## WORK ITEM
Having found the line that contains "self.ws_manager.broadcast(Message::Text(text.into())).await;", please retype only it and every line after it up to the end of the entries, exactly as written.

- Opening Delimiter -

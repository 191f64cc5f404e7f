//! Keep-alive pings for page sockets.
//!
//! A paused node, or one waiting in `awaiting_continue`, publishes nothing,
//! so proxies would otherwise drop the idle page connection.

use std::sync::Arc;
use std::time::Duration;

use crate::ws::manager::WsManager;

/// Interval between keep-alive pings.
pub const HEARTBEAT_INTERVAL: Duration = Duration::from_secs(30);

/// Spawn the keep-alive task. The first ping goes out immediately.
///
/// Ticks with no connected page are skipped. Abort the handle on shutdown.
pub fn start_heartbeat(ws_manager: Arc<WsManager>) -> tokio::task::JoinHandle<()> {
    tokio::spawn(async move {
        let mut interval = tokio::time::interval(HEARTBEAT_INTERVAL);
        interval.set_missed_tick_behavior(tokio::time::MissedTickBehavior::Delay);
        loop {
            interval.tick().await;
            let pages = ws_manager.connection_count().await;
            if pages == 0 {
                continue;
            }
            tracing::trace!(pages, "Pinging page sockets");
            ws_manager.ping_all().await;
        }
    })
}
//! Event-to-WebSocket fan-out.
//!
//! [`EventRelay`] subscribes to the node's event bus and broadcasts each
//! [`NodeEvent`] to every connected page as a JSON text frame.

use std::sync::Arc;

use axum::extract::ws::Message;
use serde_json::json;
use swarm_events::NodeEvent;
use tokio::sync::broadcast;

use crate::ws::WsManager;

pub struct EventRelay {
    ws_manager: Arc<WsManager>,
}

impl EventRelay {
    pub fn new(ws_manager: Arc<WsManager>) -> Self {
        Self { ws_manager }
    }

    /// Run the relay loop until the event bus is dropped.
    ///
    /// When the relay falls behind, clients receive a `resync` message in
    /// place of the skipped events and should re-fetch `GET /session`.
    pub async fn run(self, mut receiver: broadcast::Receiver<NodeEvent>) {
        loop {
            match receiver.recv().await {
                Ok(event) => self.forward(&event).await,
                Err(broadcast::error::RecvError::Lagged(n)) => {
                    tracing::warn!(skipped = n, "Event relay lagged, resyncing clients");
                    self.resync().await;
                }
                Err(broadcast::error::RecvError::Closed) => {
                    tracing::info!("Event bus closed, event relay shutting down");
                    break;
                }
            }
        }
    }

    async fn forward(&self, event: &NodeEvent) {
        match serde_json::to_string(event) {
            Ok(text) => self.ws_manager.broadcast(Message::Text(text.into())).await,
            Err(e) => {
                tracing::error!(error = %e, event_type = event.kind.name(), "Failed to encode event");
            }
        }
    }

    async fn resync(&self) {
        let text = json!({ "type": "resync" }).to_string();
        self.ws_manager.broadcast(Message::Text(text.into())).await;
    }
}
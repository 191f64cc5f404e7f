use std::sync::Arc;

use swarm_core::catalog;
use swarm_core::session::SessionState;
use swarm_events::EventBus;
use swarm_pipeline::{JobMachine, NodeController};

use crate::config::ServerConfig;
use crate::ws::WsManager;

/// Shared application state available to all Axum handlers via `State<AppState>`.
///
/// Cheaply cloneable; everything inside is behind `Arc`.
#[derive(Clone)]
pub struct AppState {
    pub config: Arc<ServerConfig>,
    /// The single simulated node this server hosts.
    pub node: Arc<NodeController>,
    /// WebSocket connection manager (browser clients).
    pub ws_manager: Arc<WsManager>,
    /// Event bus the node publishes to.
    pub event_bus: Arc<EventBus>,
}

impl AppState {
    /// Build the state for a fresh server: one idle node on the default
    /// device with the initial job queue.
    pub fn new(config: ServerConfig) -> Self {
        let event_bus = Arc::new(EventBus::default());
        let session = SessionState::new(catalog::default_device());
        let machine = JobMachine::new(config.pipeline.clone(), session);
        let node = Arc::new(NodeController::new(machine, Arc::clone(&event_bus)));

        Self {
            config: Arc::new(config),
            node,
            ws_manager: Arc::new(WsManager::new()),
            event_bus,
        }
    }
}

- Closing Delimiter -

## YOUR RESPONSE
        self.ws_manager.broadcast(Message::Text(text.into())).await;
    }
}
repository 191f64cc5f404e7f
use std::sync::Arc;

use swarm_core::catalog;
use swarm_core::session::SessionState;
use swarm_events::EventBus;
use swarm_pipeline::{JobMachine, NodeController};

use crate::config::ServerConfig;
use crate::ws::WsManager;

/// Shared application state available to all Axum handlers via `State<AppState>`.
///
/// Cheaply cloneable; everything inside is behind `Arc`.
#[derive(Clone)]
pub struct AppState {
    pub config: Arc<ServerConfig>,
    /// The single simulated node this server hosts.
    pub node: Arc<NodeController>,
    /// WebSocket connection manager (browser clients).
    pub ws_manager: Arc<WsManager>,
    /// Event bus the node publishes to.
    pub event_bus: Arc<EventBus>,
}

impl AppState {
    /// Build the state for a fresh server: one idle node on the default
    /// device with the initial job queue.
    pub fn new(config: ServerConfig) -> Self {
        let event_bus = Arc::new(EventBus::default());
        let session = SessionState::new(catalog::default_device());
        let machine = JobMachine::new(config.pipeline.clone(), session);
        let node = Arc::new(NodeController::new(machine, Arc::clone(&event_bus)));

        Self {
            config: Arc::new(config),
            node,
            ws_manager: Arc::new(WsManager::new()),
            event_bus,
        }
    }
}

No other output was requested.